Fifth, winter prices may spike in February or March if it’s cold but this has little meaning over the next few months if storage is at 3.3Tcf in August or early September. While a very cold winter (e.g., mid-January temperatures from mid-December through mid-February) would absorb about 350-400 Bcf more than a normal winter, there is no evidence that the upcoming winter will be unusually cold. Moreover, the combination of a hot summer and a cold winter only represents about 450-500 Bcf more than average loads. Normally, this would be an enormous increment and raise important questions about storage adequacy and winter deliverability, but this year it’s no more than the year-over-year storage surplus.


Sixth, a significant pull-back in capital expenditures on exploration and production will absolutely put the North American depletion curves back in play. Gas production will decline. However, the issue is the supply / demand balance in the summer of 2006, not next year or the year after, assuming a near-term cut-back in exploration expenditures. Meanwhile, the big increase in expenditures in the past few years has at least temporarily reversed the production decline. Production in 2006 is up versus 2005. It’s not much in the context of the other supply / demand imbalances but it is adding to the storage and pricing pressure.


Finally, a hurricane having an impact between that of Ivan in 2004 and Katrina in 2005 would definitely absorb the storage surplus for at least a short period of time. However, Katrina and Rita eliminated close to 900 Bcf (offshore and onshore) and ten months later we’re 500 Bcf above average. Mild weather since the hurricanes cannot explain more than about 1/3 of that swing. Price-sensitive demand destruction and literal demand destruction were and are the larger reasons for the surplus.


The bottom line for the bears: without production shut-ins, natural gas prices will drop towards $5 at the Henry Hub and $4 or lower in regions with the biggest supply / demand imbalances, notably the Rockies. Major price-sensitive demand from utilities firing coal won’t kick-in until that point. The idea that oil-to-gas fuel switching, industrial load, NGL liquids stripping, and utility peaking load at $6/mmBtu can reliably absorb 5 Bcf/d above current levels is wishful thinking. It may be possible to add 1-2 Bcf/d after a period of time where prices remain stable and industrial demand remains strong but the cumulative effect between now and the end of injection season is potentially no more than 100 Bcf. Only a hurricane that can shut-in hundreds of Bcf of production - without further destroying demand via high prices or literal destruction - can prevent comparably large shut-ins this summer.


The Bankers' Case


The bankers are aware of the tug-of-war between the bulls and bears over the storage numbers, the factors that could generate incremental load growth, the recent and ongoing expansion of North American E&P capital spending, incremental LNG imports, the producers’ collective desire to “drill through” the current price weakness and, of course, the risk of hurricanes. The bankers are also aware of the producers’ budgeted 2006 oil & gas price decks (about $56/bbl. and $7/mmBtu) and the levels at which spending would be significantly cut back (about $42/bbl. and $5/mmBtu) assuming the lower prices were in place for at least three to six months. (Ref. 1)

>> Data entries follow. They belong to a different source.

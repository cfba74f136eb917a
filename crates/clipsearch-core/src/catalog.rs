//! Canonical catalog seam
//!
//! The catalog is the search subsystem's view of the canonical content store.
//! It is read-mostly: the only writes this subsystem performs are embedding
//! bookkeeping (`mark_embedded` / `clear_embedding`) on its own projection
//! columns. Item content and existence are never mutated here.

use std::collections::HashMap;
use std::sync::RwLock;

use async_trait::async_trait;
use thiserror::Error;

use crate::item::{ClipDocument, ItemId};

/// Errors from catalog access.
#[derive(Error, Debug)]
pub enum CatalogError {
    #[error("catalog storage error: {0}")]
    Storage(String),

    #[error("item not found: {0}")]
    NotFound(ItemId),

    #[error("IO error: {0}")]
    Io(#[from] std::io::Error),
}

impl From<rusqlite::Error> for CatalogError {
    fn from(err: rusqlite::Error) -> Self {
        CatalogError::Storage(err.to_string())
    }
}

/// Embedding coverage over the live (non-removed) corpus.
#[derive(Debug, Clone, Copy, Default, PartialEq, Eq)]
pub struct EmbeddingCoverage {
    pub embedded: u64,
    pub missing: u64,
}

impl EmbeddingCoverage {
    /// Fraction of live items carrying an embedding, in [0, 1].
    pub fn ratio(&self) -> f64 {
        let total = self.embedded + self.missing;
        if total == 0 {
            1.0
        } else {
            self.embedded as f64 / total as f64
        }
    }
}

/// Read projection of the canonical content store.
#[async_trait]
pub trait Catalog: Send + Sync {
    /// Fetch a single item by id. `Ok(None)` when unknown or soft-removed.
    async fn fetch(&self, id: &ItemId) -> Result<Option<ClipDocument>, CatalogError>;

    /// Live items without an embedding, newest first. When
    /// `created_after` is set, only items created at or after that epoch
    /// second are returned (keeps automatic backfill off ancient content).
    async fn missing_embeddings(
        &self,
        created_after: Option<i64>,
        limit: usize,
    ) -> Result<Vec<ItemId>, CatalogError>;

    /// Record that `id` now has an embedding from `model`.
    async fn mark_embedded(
        &self,
        id: &ItemId,
        model: &str,
        at_epoch: i64,
    ) -> Result<(), CatalogError>;

    /// Invalidate embedding bookkeeping after the source text changed.
    async fn clear_embedding(&self, id: &ItemId) -> Result<(), CatalogError>;

    /// Embedding coverage counts for the live corpus.
    async fn coverage(&self) -> Result<EmbeddingCoverage, CatalogError>;
}

/// In-memory catalog for tests and demos.
#[derive(Debug, Default)]
pub struct MemoryCatalog {
    items: RwLock<HashMap<ItemId, ClipDocument>>,
}

impl MemoryCatalog {
    pub fn new() -> Self {
        Self::default()
    }

    pub fn insert(&self, doc: ClipDocument) {
        let mut items = self.items.write().expect("catalog lock poisoned");
        items.insert(doc.id.clone(), doc);
    }

    pub fn remove(&self, id: &ItemId) {
        let mut items = self.items.write().expect("catalog lock poisoned");
        items.remove(id);
    }

    pub fn len(&self) -> usize {
        self.items.read().expect("catalog lock poisoned").len()
    }

    pub fn is_empty(&self) -> bool {
        self.len() == 0
    }
}

#[async_trait]
impl Catalog for MemoryCatalog {
    async fn fetch(&self, id: &ItemId) -> Result<Option<ClipDocument>, CatalogError> {
        let items = self.items.read().expect("catalog lock poisoned");
        Ok(items.get(id).filter(|d| !d.is_removed).cloned())
    }

    async fn missing_embeddings(
        &self,
        created_after: Option<i64>,
        limit: usize,
    ) -> Result<Vec<ItemId>, CatalogError> {
        let items = self.items.read().expect("catalog lock poisoned");
        let mut missing: Vec<&ClipDocument> = items
            .values()
            .filter(|d| !d.is_removed && !d.has_embedding())
            .filter(|d| created_after.is_none_or(|cutoff| d.created_at >= cutoff))
            .collect();
        missing.sort_by(|a, b| b.created_at.cmp(&a.created_at).then(a.id.cmp(&b.id)));
        Ok(missing.into_iter().take(limit).map(|d| d.id.clone()).collect())
    }

    async fn mark_embedded(
        &self,
        id: &ItemId,
        model: &str,
        at_epoch: i64,
    ) -> Result<(), CatalogError> {
        let mut items = self.items.write().expect("catalog lock poisoned");
        let doc = items.get_mut(id).ok_or_else(|| CatalogError::NotFound(id.clone()))?;
        doc.embedded_at = Some(at_epoch);
        doc.embedding_model = Some(model.to_string());
        Ok(())
    }

    async fn clear_embedding(&self, id: &ItemId) -> Result<(), CatalogError> {
        let mut items = self.items.write().expect("catalog lock poisoned");
        if let Some(doc) = items.get_mut(id) {
            doc.embedded_at = None;
            doc.embedding_model = None;
        }
        Ok(())
    }

    async fn coverage(&self) -> Result<EmbeddingCoverage, CatalogError> {
        let items = self.items.read().expect("catalog lock poisoned");
        let mut cov = EmbeddingCoverage::default();
        for doc in items.values().filter(|d| !d.is_removed) {
            if doc.has_embedding() {
                cov.embedded += 1;
            } else {
                cov.missing += 1;
            }
        }
        Ok(cov)
    }
}

#[cfg(test)]
mod tests {
    use super::*;

    fn doc(id: &str, created_at: i64) -> ClipDocument {
        let mut d = ClipDocument::new(id, format!("title {id}"));
        d.created_at = created_at;
        d
    }

    #[tokio::test]
    async fn missing_embeddings_respects_cutoff_and_limit() {
        let catalog = MemoryCatalog::new();
        catalog.insert(doc("old", 100));
        catalog.insert(doc("new-1", 1_000));
        catalog.insert(doc("new-2", 2_000));

        let ids = catalog.missing_embeddings(Some(500), 10).await.unwrap();
        assert_eq!(ids.len(), 2);
        assert_eq!(ids[0].as_str(), "new-2"); // newest first

        let ids = catalog.missing_embeddings(None, 1).await.unwrap();
        assert_eq!(ids.len(), 1);
    }

    #[tokio::test]
    async fn mark_embedded_updates_coverage() {
        let catalog = MemoryCatalog::new();
        catalog.insert(doc("a", 1));
        catalog.insert(doc("b", 2));

        catalog
            .mark_embedded(&"a".into(), "text-embedding-3-small", 123)
            .await
            .unwrap();

        let cov = catalog.coverage().await.unwrap();
        assert_eq!(cov.embedded, 1);
        assert_eq!(cov.missing, 1);
        assert!((cov.ratio() - 0.5).abs() < f64::EPSILON);

        let fetched = catalog.fetch(&"a".into()).await.unwrap().unwrap();
        assert_eq!(fetched.embedded_at, Some(123));
        assert_eq!(
            fetched.embedding_model.as_deref(),
            Some("text-embedding-3-small")
        );
    }

    #[tokio::test]
    async fn clear_embedding_makes_item_missing_again() {
        let catalog = MemoryCatalog::new();
        catalog.insert(doc("a", 1));
        catalog.mark_embedded(&"a".into(), "m", 1).await.unwrap();
        catalog.clear_embedding(&"a".into()).await.unwrap();

        let ids = catalog.missing_embeddings(None, 10).await.unwrap();
        assert_eq!(ids, vec![ItemId::from("a")]);
    }

    #[tokio::test]
    async fn soft_removed_items_are_invisible() {
        let catalog = MemoryCatalog::new();
        let mut d = doc("gone", 1);
        d.is_removed = true;
        catalog.insert(d);

        assert!(catalog.fetch(&"gone".into()).await.unwrap().is_none());
        assert!(catalog.missing_embeddings(None, 10).await.unwrap().is_empty());
        assert_eq!(catalog.coverage().await.unwrap(), EmbeddingCoverage::default());
    }
}
#[cfg(test)]
mod tests {
    use super::*;
    use std::collections::HashMap;
    use std::sync::atomic::{AtomicUsize, Ordering};

    use async_trait::async_trait;

    use clipsearch_core::{ClipDocument, ItemId, MemoryCatalog, SearchFilters};

    use crate::lexical::LexicalHit;

    #[derive(Default)]
    struct RecordingLexical {
        upserts: Mutex<Vec<ItemId>>,
        deletes: Mutex<Vec<ItemId>>,
        fail_first: AtomicUsize,
    }

    impl RecordingLexical {
        fn failing_times(n: usize) -> Self {
            Self {
                fail_first: AtomicUsize::new(n),
                ..Default::default()
            }
        }
    }

    #[async_trait]
    impl LexicalIndex for RecordingLexical {
        async fn search(
            &self,
            _query: &str,
            _filters: &SearchFilters,
            _size: usize,
        ) -> Result<Vec<LexicalHit>> {
            Ok(vec![])
        }

        async fn upsert(&self, doc: &ClipDocument) -> Result<()> {
            if self
                .fail_first
                .fetch_update(Ordering::SeqCst, Ordering::SeqCst, |n| n.checked_sub(1))
                .is_ok()
            {
                return Err(SearchError::Lexical("injected".into()));
            }
            self.upserts.lock().push(doc.id.clone());
            Ok(())
        }

        async fn delete(&self, id: &ItemId) -> Result<()> {
            self.deletes.lock().push(id.clone());
            Ok(())
        }

        async fn bulk_upsert(&self, _docs: &[ClipDocument]) -> Result<()> {
            Ok(())
        }

        async fn ensure_index(&self) -> Result<()> {
            Ok(())
        }
    }

    #[derive(Default)]
    struct RecordingVectors {
        deletes: Mutex<Vec<ItemId>>,
    }

    #[async_trait]
    impl VectorIndex for RecordingVectors {
        async fn ensure_collection(&self) -> Result<()> {
            Ok(())
        }

        async fn fetch(&self, _ids: &[ItemId]) -> Result<HashMap<ItemId, Vec<f32>>> {
            Ok(HashMap::new())
        }

        async fn upsert(&self, _id: &ItemId, _vector: Vec<f32>, _model: &str) -> Result<()> {
            Ok(())
        }

        async fn delete(&self, ids: &[ItemId]) -> Result<()> {
            self.deletes.lock().extend(ids.iter().cloned());
            Ok(())
        }

        fn dimension(&self) -> usize {
            2
        }
    }

    fn fast_config() -> IndexerConfig {
        IndexerConfig {
            max_attempts: 3,
            retry_base_delay_ms: 1,
            concurrency: 2,
            queue_capacity: 16,
        }
    }

    fn pipeline_with(
        catalog: Arc<MemoryCatalog>,
        lexical: Arc<RecordingLexical>,
        vectors: Arc<RecordingVectors>,
    ) -> IndexingPipeline {
        IndexingPipeline::spawn(
            catalog,
            lexical,
            vectors,
            fast_config(),
            Arc::new(SearchMetrics::new()),
        )
    }

    #[tokio::test]
    async fn upsert_event_writes_to_lexical_index() {
        let catalog = Arc::new(MemoryCatalog::new());
        catalog.insert(ClipDocument::new("a", "title"));
        let lexical = Arc::new(RecordingLexical::default());
        let vectors = Arc::new(RecordingVectors::default());

        let pipeline = pipeline_with(catalog, Arc::clone(&lexical), vectors);
        pipeline
            .submit(ChangeEvent::Upserted {
                id: ItemId::from("a"),
                text_changed: false,
            })
            .await
            .unwrap();
        pipeline.close().await;

        assert_eq!(lexical.upserts.lock().as_slice(), &[ItemId::from("a")]);
    }

    #[tokio::test]
    async fn text_change_clears_stale_embedding() {
        let catalog = Arc::new(MemoryCatalog::new());
        let mut doc = ClipDocument::new("a", "new title");
        doc.embedded_at = Some(100);
        doc.embedding_model = Some("m".into());
        catalog.insert(doc);

        let lexical = Arc::new(RecordingLexical::default());
        let vectors = Arc::new(RecordingVectors::default());
        let pipeline = pipeline_with(Arc::clone(&catalog), lexical, Arc::clone(&vectors));

        pipeline
            .submit(ChangeEvent::Upserted {
                id: ItemId::from("a"),
                text_changed: true,
            })
            .await
            .unwrap();
        pipeline.close().await;

        let doc = catalog.fetch(&"a".into()).await.unwrap().unwrap();
        assert!(!doc.has_embedding());
        assert_eq!(vectors.deletes.lock().as_slice(), &[ItemId::from("a")]);
    }

    #[tokio::test]
    async fn delete_event_removes_from_both_stores() {
        let catalog = Arc::new(MemoryCatalog::new());
        let lexical = Arc::new(RecordingLexical::default());
        let vectors = Arc::new(RecordingVectors::default());

        let pipeline = pipeline_with(catalog, Arc::clone(&lexical), Arc::clone(&vectors));
        pipeline
            .submit(ChangeEvent::Deleted {
                id: ItemId::from("gone"),
            })
            .await
            .unwrap();
        pipeline.close().await;

        assert_eq!(lexical.deletes.lock().as_slice(), &[ItemId::from("gone")]);
        assert_eq!(vectors.deletes.lock().as_slice(), &[ItemId::from("gone")]);
    }

    #[tokio::test]
    async fn transient_failure_is_retried_to_success() {
        let catalog = Arc::new(MemoryCatalog::new());
        catalog.insert(ClipDocument::new("a", "title"));
        let lexical = Arc::new(RecordingLexical::failing_times(2));
        let vectors = Arc::new(RecordingVectors::default());

        let pipeline = pipeline_with(catalog, Arc::clone(&lexical), vectors);
        pipeline
            .submit(ChangeEvent::Upserted {
                id: ItemId::from("a"),
                text_changed: false,
            })
            .await
            .unwrap();
        // Keep a handle to the queue: close() consumes the pipeline
        let dead_letters = Arc::clone(&pipeline.dead_letters);
        pipeline.close().await;

        assert_eq!(lexical.upserts.lock().len(), 1);
        assert!(dead_letters.lock().is_empty());
    }

    #[tokio::test]
    async fn exhausted_retries_dead_letter_the_job() {
        let catalog = Arc::new(MemoryCatalog::new());
        catalog.insert(ClipDocument::new("a", "title"));
        let lexical = Arc::new(RecordingLexical::failing_times(99));
        let vectors = Arc::new(RecordingVectors::default());

        let metrics = Arc::new(SearchMetrics::new());
        let pipeline = IndexingPipeline::spawn(
            catalog,
            lexical,
            vectors,
            fast_config(),
            Arc::clone(&metrics),
        );
        pipeline
            .submit(ChangeEvent::Upserted {
                id: ItemId::from("a"),
                text_changed: false,
            })
            .await
            .unwrap();

        // Wait for the job to run out of attempts
        for _ in 0..100 {
            if !pipeline.dead_letters().is_empty() {
                break;
            }
            tokio::time::sleep(Duration::from_millis(5)).await;
        }

        let dead = pipeline.dead_letters();
        assert_eq!(dead.len(), 1);
        assert_eq!(dead[0].job.attempts, 3);
        assert!(matches!(dead[0].job.state, JobState::DeadLettered));
        assert_eq!(metrics.snapshot().jobs_dead_lettered, 1);
        pipeline.close().await;
    }

    #[tokio::test]
    async fn dead_letters_can_be_requeued() {
        let catalog = Arc::new(MemoryCatalog::new());
        catalog.insert(ClipDocument::new("a", "title"));
        // Fails the first 3 attempts (dead letter), then succeeds on requeue
        let lexical = Arc::new(RecordingLexical::failing_times(3));
        let vectors = Arc::new(RecordingVectors::default());

        let pipeline = pipeline_with(catalog, Arc::clone(&lexical), vectors);
        pipeline
            .submit(ChangeEvent::Upserted {
                id: ItemId::from("a"),
                text_changed: false,
            })
            .await
            .unwrap();

        for _ in 0..100 {
            if !pipeline.dead_letters().is_empty() {
                break;
            }
            tokio::time::sleep(Duration::from_millis(5)).await;
        }
        assert_eq!(pipeline.dead_letters().len(), 1);

        let requeued = pipeline.retry_dead_letters().await.unwrap();
        assert_eq!(requeued, 1);
        pipeline.close().await;

        assert_eq!(lexical.upserts.lock().len(), 1);
    }
}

The bankers are also aware that statistically (based on crude and products prices, gas storage levels, and seasonal factors) spot natural gas prices actually should be closer to the double-digit futures prices for the winter months than the current $6-7 level. These statistical inferences aren’t reliable in the current situation, however. Storage levels are far outside the historical range used to establish the pricing relationships and short-term gas demand is demonstrably less price-elastic than the models assume. These factors wreak havoc with models that require continuous substitutability between residual oil and gas; a relationship that has obviously broken down in the face of the current storage surplus and the current oil / gas price relationship. In other words, it’s more prudent to believe the physical surplus than the regression models for now.


According to a survey of 41 bankers reported in the June issue of Oil and Gas Investor magazine, the forecast mean Henry Hub natural gas price for the second through fourth quarters of 2006 is $6.66/mmBtu. For 2007, the figure is $6.32. For 2008 and later years, it’s below $6/mmBtu. The sensitivity case downside values are $5.37, $4.84, and mid $4s for those same periods, respectively. (Ref. 2)


The bankers’ price forecasts do not take aim at the bull-bear argument between $6 summer gas and $10 winter gas. They take aim at the argument between $6 gas and $70 oil. The same banker survey puts the crude oil forecast at roughly $48 (WTI) for the second through fourth quarters of 2006, $44 for 2007, and $40 or below thereafter. The downside mean values are roughly 20% lower.


With the important caveat that the market views of bankers and oil & gas producers reflect very different risk-reward dynamics, the implication of the bankers’ forecasts versus current strip prices is greater price risk in the crude strip than the gas strip. This has significant implications for the bull-bear gas argument. If relative oil prices slip like the bankers’ forecast then the case for gas-for-oil substitution and NGL liquids stripping becomes weaker and natural gas inventories expand, at least until the forecast trend towards backwardation in the futures market pressures the gas strip.


Additionally, the bankers’ oil price deck versus current world prices is consistent with either or both 1) a U.S. and probably worldwide macroeconomic slowdown and reduction in demand or at least demand growth, and 2) a large increase in oil supply arising from the large recent increase in capital expenditures on exploration and production. Through some combination of a shift in the demand curve downward or a shift in the supply curve upward, the equilibrium price for oil would decline.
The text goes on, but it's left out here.